The lockdown having put the kibosh on travel to South Africa for a few years, I was a little apprehensive as to what I would find on a recent family visit, having relied on the usual echo-room-distorted internet reporting and sundry communications with relatives and friends to keep me posted. The omens were not propitious. A lot of what I heard and read was negative: crime, homicide, potholes, open sewers, loadshedding, corruption. So far, so bad, but this list is the norm for plenty of other countries.

The first impression for someone coming from the cleaner city air of London and other parts of the UK (owing to the massive proliferation of electric vehicles, including buses, delivery lorries, taxis and motorbikes, as well as the so-called “ultra-low emission zones”) is what London used to smell like ten years ago. If you seek a whiff of nostalgia for what was, then immerse yourself in the high levels of traffic air pollution in South Africa’s cities. Cape Town is a good example, with every road clogged with internal combustion cars and lorries, and no underground system to alleviate the pressure.

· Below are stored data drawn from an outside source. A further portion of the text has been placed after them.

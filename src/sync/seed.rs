//! Fixed demonstration records, used only when neither the ledger nor the cache has data.
//!
//! Seed records are never written to the cache.

use crate::ledger::{
	AccountKind, Activity, ActivityCategory, ActivityStatus, Address, BASE_UNITS_PER_TOKEN,
	DaoProgram, Keyed, Location, UserProfile,
};
use chrono::{DateTime, Duration, Utc};
use tracing::warn;

/// Creators of the seed activities: the addresses ending in 1 and 2.
pub const SEED_CREATORS: [Address; 2] = [
	Address::new([0, 0, 0, 0, 0, 0, 0, 0, 0, 0, 0, 0, 0, 0, 0, 0, 0, 0, 0, 0, 0, 0, 0, 0, 0, 0, 0, 0, 0, 0, 0, 1]),
	Address::new([0, 0, 0, 0, 0, 0, 0, 0, 0, 0, 0, 0, 0, 0, 0, 0, 0, 0, 0, 0, 0, 0, 0, 0, 0, 0, 0, 0, 0, 0, 0, 2]),
];

struct SeedActivity {
	id: &'static str,
	category: ActivityCategory,
	description: &'static str,
	latitude: f64,
	longitude: f64,
	place: &'static str,
	hours: u32,
	status: ActivityStatus,
	verification_count: u8,
	age: Duration,
}

fn seed_table() -> [SeedActivity; 2] {
	[
		SeedActivity {
			id: "1",
			category: ActivityCategory::Environmental,
			description: "Beach cleanup in Antalya",
			latitude: 36.8841,
			longitude: 30.7056,
			place: "Antalya, Turkey",
			hours: 4,
			status: ActivityStatus::Verified,
			verification_count: 3,
			age: Duration::days(1),
		},
		SeedActivity {
			id: "2",
			category: ActivityCategory::WorkerSolidarity,
			description: "Supporting factory workers strike",
			latitude: 41.0082,
			longitude: 28.9784,
			place: "Istanbul, Turkey",
			hours: 8,
			status: ActivityStatus::Pending,
			verification_count: 1,
			age: Duration::hours(1),
		},
	]
}

/// The two demonstration activities, stored at the addresses of ids "1" and "2".
pub fn seed_activities(program: &DaoProgram, now: DateTime<Utc>) -> Vec<Keyed<Activity>> {
	seed_table()
		.into_iter()
		.zip(SEED_CREATORS)
		.filter_map(|(seed, creator)| {
			let (address, bump) = match program.record_address(AccountKind::Activity, seed.id) {
				Ok(derived) => derived,
				Err(e) => {
					warn!("Skipping seed activity {}: {}", seed.id, e);
					return None;
				}
			};
			let activity = Activity {
				creator,
				category: seed.category,
				description: seed.description.to_string(),
				location: Location::new(seed.latitude, seed.longitude, seed.place),
				estimated_hours: seed.hours,
				status: seed.status,
				verification_count: seed.verification_count,
				verifiers: Vec::new(),
				reward_amount: seed.category.reward_for(seed.hours),
				timestamp: now - seed.age,
				bump,
			};
			Some(Keyed::new(address, activity))
		})
		.collect()
}

/// A demonstration profile for `owner`.
pub fn seed_user_profile(
	program: &DaoProgram,
	owner: Address,
	now: DateTime<Utc>,
) -> Option<Keyed<UserProfile>> {
	let (address, bump) = program
		.user_profile_address(&owner)
		.map_err(|e| warn!("Skipping seed profile: {}", e))
		.ok()?;
	let profile = UserProfile {
		owner,
		union_membership: false,
		tokens_earned: 150 * BASE_UNITS_PER_TOKEN + BASE_UNITS_PER_TOKEN / 2,
		hours_worked: 24,
		activities_completed: 8,
		reputation_score: 75,
		strike_participation: 2,
		solidarity_score: 85,
		last_activity: now,
		bump,
	};
	Some(Keyed::new(address, profile))
}
pub mod client;
pub mod types;

pub use client::RpcClient;
pub use types::{Commitment, RpcError};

This is not meant as a negative comment, however, since I also learned something else; the paradox is that many, if not most, of those cars are driven by middle-class black South Africans, who are finally living the dream of wheels of their own in the driveway. The failure of the mostly coal-burning and heavily polluting power stations to provide consistent electricity in South Africa means that there is little point in going E-car, whereas within the next decade in the UK and the EU, the plan is to stop manufacturing new petrol and diesel cars altogether.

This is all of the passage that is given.